The correct values are:
zcat mmgc_3/MMGC120619.fna.gz | assembly-stats /dev/stdin
stats for /dev/stdin
sum = 3841386, n = 56, ave = 68596.18, largest = 313672
N50 = 107840, n = 11
N60 = 87019, n = 15
N70 = 69000, n = 20
N80 = 58489, n = 26
N90 = 42974, n = 33
N100 = 3528, n = 56
N_count = 910
Gaps = 10

Could you fix this?

Thanks,
Florian

Hi Florian,

I am currently working on finalising the next version of the MMGC following reviewer comments on our preprint manuscript. I will ensure that the genome statistics are correct in this upcoming version.

Kind regards,
Ben

Hi Florian,

I have looked into this as part of the latest release.
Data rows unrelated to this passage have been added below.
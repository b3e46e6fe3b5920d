//! Maze Chase - A tile-based pellet chase arcade game
//!
//! Core modules:
//! - `sim`: Deterministic simulation (maze, movement, pathfinding, scoring, game state)
//! - `audio`: Fire-and-forget notification bus for sound adapters
//! - `renderer`: Render-ready snapshot of the simulation
//! - `platform`: Fixed-step clock and input adapter contract
//! - `game`: Host frame driver tying the above together

pub mod audio;
pub mod game;
pub mod platform;
pub mod renderer;
pub mod settings;
pub mod sim;

pub use audio::{AudioBus, AudioCue, Subscription};
pub use game::Game;
pub use settings::Settings;

/// Game configuration constants
pub mod consts {
    /// Fixed simulation timestep (60 Hz)
    pub const SIM_DT: f32 = 1.0 / 60.0;
    /// Upper bound on a single frame's elapsed time to prevent runaway catch-up
    pub const MAX_FRAME_DT: f32 = 0.25;

    /// Length of a round in seconds
    pub const ROUND_SECONDS: f32 = 180.0;
    /// Frightened mode duration after a power pellet
    pub const FRIGHTENED_SECONDS: f32 = 6.0;
    /// Respawn countdown for an eaten ghost
    pub const RESPAWN_SECONDS: f32 = 3.0;

    /// Speed multiplier inside the final 90 seconds
    pub const LATE_MULTIPLIER: f32 = 1.2;
    /// Speed multiplier inside the final 45 seconds
    pub const FINAL_MULTIPLIER: f32 = 1.35;
    pub const LATE_THRESHOLD: f32 = 90.0;
    pub const FINAL_THRESHOLD: f32 = 45.0;

    /// Speeds in tiles/second
    pub const PLAYER_START_SPEED: f32 = 6.0;
    pub const PLAYER_SPEED: f32 = 6.4;
    pub const GHOST_START_SPEED: f32 = 5.0;
    pub const GHOST_SPEED: f32 = 5.2;
    pub const GHOST_FRIGHTENED_SPEED: f32 = 4.1;
    pub const GHOST_EATEN_SPEED: f32 = 9.0;

    /// Points
    pub const PELLET_POINTS: u64 = 10;
    pub const POWER_PELLET_POINTS: u64 = 50;
    pub const GHOST_BASE_POINTS: u64 = 200;
    pub const FRUIT_EARLY_POINTS: u64 = 200;
    pub const FRUIT_LATE_POINTS: u64 = 500;

    /// Fruit lifetime in seconds
    pub const FRUIT_TTL: f32 = 12.0;
    /// Fruit lifetime drain per tick (one frame at 60 Hz, independent of dt)
    pub const FRUIT_TTL_DRAIN: f32 = 1.0 / 60.0;

    /// Pixel size of one tile in render space
    pub const TILE_SIZE: f32 = 24.0;
}
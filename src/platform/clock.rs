//! Fixed-step time accumulator
//!
//! The host feeds real frame time in; the clock hands out whole simulation
//! steps and the leftover fraction used for render interpolation.

use crate::consts::{MAX_FRAME_DT, SIM_DT};

/// Accumulates real time and drains it in whole fixed steps
#[derive(Debug, Clone)]
pub struct FixedStepClock {
    step: f32,
    max_frame_dt: f32,
    accumulator: f32,
}

impl FixedStepClock {
    /// Non-positive or NaN values fall back to `SIM_DT` and `MAX_FRAME_DT`
    pub fn new(step: f32, max_frame_dt: f32) -> Self {
        Self {
            step: positive_or(step, SIM_DT),
            max_frame_dt: positive_or(max_frame_dt, MAX_FRAME_DT),
            accumulator: 0.0,
        }
    }

    #[inline]
    pub fn step(&self) -> f32 {
        self.step
    }

    /// Add one frame's elapsed time, clamped to `[0, max_frame_dt]`
    pub fn push_frame(&mut self, frame_dt: f32) {
        // A NaN frame time counts as zero
        self.accumulator += frame_dt.max(0.0).min(self.max_frame_dt);
    }

    /// Take one step if enough time has accumulated
    pub fn take_step(&mut self) -> bool {
        if self.accumulator < self.step {
            return false;
        }
        self.accumulator -= self.step;
        true
    }

    /// Sub-step interpolation fraction in [0, 1)
    pub fn alpha(&self) -> f32 {
        (self.accumulator / self.step).clamp(0.0, 1.0 - f32::EPSILON)
    }
}

fn positive_or(value: f32, fallback: f32) -> f32 {
    if value > 0.0 { value } else { fallback }
}
//! Maze Chase entry point
//!
//! Runs a headless demo: loads settings, lets the autopilot play for a while
//! and logs how the round went. Device glue and drawing live with the host
//! that embeds the library.

use std::error::Error;
use std::path::PathBuf;

use maze_chase::sim::Autopilot;
use maze_chase::{Game, Settings};

const DEFAULT_SETTINGS: &str = "maze-chase.json";

/// Frame time fed to the driver, as if by a 60 Hz display
const FRAME_DT: f32 = 1.0 / 60.0;

fn main() -> Result<(), Box<dyn Error>> {
    env_logger::init();
    log::info!("Maze Chase (headless) starting...");

    let path = std::env::args()
        .nth(1)
        .map(PathBuf::from)
        .unwrap_or_else(|| PathBuf::from(DEFAULT_SETTINGS));
    let settings = Settings::load(&path);

    let mut game = Game::new(&settings)?;
    let _audio_hook = game
        .audio_mut()
        .subscribe(|cue| log::debug!("[audio hook] {}", cue.as_str()));

    let mut autopilot = Autopilot::new(settings.autopilot_seed);
    game.input_mut().key_down("Enter");

    let frames = (settings.demo_seconds.max(0.0) / FRAME_DT).round() as u64;
    for _ in 0..frames {
        let steer = autopilot.steer(game.state());
        game.frame(FRAME_DT, steer);
    }

    let state = game.state();
    log::info!(
        "After {} ticks: phase {:?}, score {}, max combo {}, {} pellets left",
        game.ticks(),
        state.phase,
        state.score.score,
        state.score.max_combo,
        state.pellets.len()
    );
    if !state.message.is_empty() {
        log::info!("{}", state.message);
    }
    Ok(())
}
All genome statistics are generated using CheckM, and I have corroborated them with statistics generated using the independent assembly_stats package. Although there is some variation in the metrics produced using different tools (I assume due to differences in the calculations used?), I did not find any of the large differences in N50 and other metrics that you had previously reported.

In addition, looking at your comment again now, you might have been reporting the scaffold assembly metrics for the genomes, rather than the contig-level statistics.

Best wishes,
Ben